Justice in the World
challenged the Church
to make an examination of her
own life and practice in order
to be able to give credible
witness to her teaching on
The challenging core message of the document was a new, even revolutionary way of making a point that the Bible has been trying to get us to understand ever since the writing of the Book of Exodus: “Action on behalf of justice and participation in the transformation of the world fully appear to us as a constitutive dimension of the preaching of the Gospel, or, in other words, of the Church’s mission for the redemption of the human race and its liberation from every oppressive situation.” (#6) “... unless the Christian message of love and justice shows its effectiveness through action in the cause of justice in the world, it will only with difficulty gain credibility.” (#35)
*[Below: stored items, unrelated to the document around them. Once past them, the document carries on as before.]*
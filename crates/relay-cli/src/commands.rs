use std::path::Path;

use anyhow::{Context, Result, bail};
use relay_bridge::BridgeClient;
use relay_core::{Mailbox, Topology};

fn load_topology(root: &Path) -> Result<Topology> {
    Topology::load(root).context("failed to load topology")
}

fn require_role(topology: &Topology, role: &str) -> Result<usize> {
    match topology.role_index(role) {
        Some(index) => Ok(index),
        None => bail!(
            "unknown role {role}; configured roles: {}",
            topology.roles.join(", ")
        ),
    }
}

/// Append a task to the recipient's queue and drop a notice in its inbox.
pub fn send(root: &Path, to: &str, from: &str, message: &str) -> Result<()> {
    let topology = load_topology(root)?;
    require_role(&topology, to)?;
    require_role(&topology, from)?;

    let mailbox = Mailbox::new(root, to);
    mailbox.push_task(from, message)?;
    mailbox.push_notice(&format!("new task from {from}"))?;
    println!("task sent to {to}");
    Ok(())
}

pub fn report(root: &Path, role: &str, status: &str, message: &str) -> Result<()> {
    let topology = load_topology(root)?;
    require_role(&topology, role)?;

    Mailbox::new(root, role).push_report(status, message)?;
    println!("report filed for {role} ({status})");
    Ok(())
}

pub fn notify(root: &Path, role: &str, message: &str) -> Result<()> {
    let topology = load_topology(root)?;
    require_role(&topology, role)?;

    Mailbox::new(root, role).push_notice(message)?;
    println!("notified {role}");
    Ok(())
}

pub fn pending(root: &Path, role: &str) -> Result<()> {
    let topology = load_topology(root)?;
    require_role(&topology, role)?;

    let tasks = Mailbox::new(root, role).tasks()?;
    let pending: Vec<_> = tasks
        .iter()
        .enumerate()
        .filter(|(_, t)| t.pending)
        .collect();
    if pending.is_empty() {
        println!("no pending tasks for {role}");
        return Ok(());
    }
    for (index, task) in pending {
        println!("[{index}] from {}: {}", task.from, task.message);
    }
    Ok(())
}

pub fn ack(root: &Path, role: &str, index: usize) -> Result<()> {
    let topology = load_topology(root)?;
    require_role(&topology, role)?;

    if Mailbox::new(root, role).ack_task(index)? {
        println!("task {index} acknowledged");
    } else {
        bail!("no task at index {index} for {role}");
    }
    Ok(())
}

pub fn reports(root: &Path, role: &str) -> Result<()> {
    let topology = load_topology(root)?;
    require_role(&topology, role)?;

    let reports = Mailbox::new(root, role).reports()?;
    if reports.is_empty() {
        println!("no reports from {role}");
        return Ok(());
    }
    for report in reports {
        println!("[{}] {}: {}", report.sent_at, report.status, report.message);
    }
    Ok(())
}

pub fn inbox(root: &Path, role: &str) -> Result<()> {
    let topology = load_topology(root)?;
    require_role(&topology, role)?;

    let notices = Mailbox::new(root, role).notices()?;
    if notices.is_empty() {
        println!("inbox empty for {role}");
        return Ok(());
    }
    for notice in notices {
        println!("[{}] {}", notice.sent_at, notice.message);
    }
    Ok(())
}

pub fn status(root: &Path) -> Result<()> {
    let topology = load_topology(root)?;
    println!("panes: {}", topology.pane_count);
    for (index, role) in topology.roles.iter().enumerate() {
        println!("  [{index}] {role}");
    }
    println!("first pane is leader: {}", topology.first_pane_is_leader);
    println!("auto split: {}", topology.auto_split);
    println!("created: {}", topology.created_at);
    Ok(())
}

/// Ask the bridge to realize the saved topology's panes.
pub async fn arrange(root: &Path, bridge_port: u16) -> Result<()> {
    let topology = load_topology(root)?;
    let client = BridgeClient::new(bridge_port)?;
    let reply = client
        .setup(topology.pane_count, &topology.roles)
        .await
        .context("bridge unavailable")?;
    println!("{reply}");
    Ok(())
}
Justice in the World was prophetic also in other ways. For example, it used the language of “reading the signs of the times,” and the language of liberation, solidarity and the option for the poor, although these terms were a red flag for some Catholics because they were the language of Latin American liberation theology. Also, for the first time, the statement made concern for ecology a dimension of Catholic social teaching. It was farsighted in recognizing the emerging socio-economic and political interdependencies arising from the globalizing of communications, technology, and the management of capital. And it introduced concepts of “social sin” and “sinful social structures” that had only recently found their way into Catholic social theology; the Catholic tradition had absorbed from the social sciences an enhanced awareness of the power of economic and social structures in shaping human society and culture.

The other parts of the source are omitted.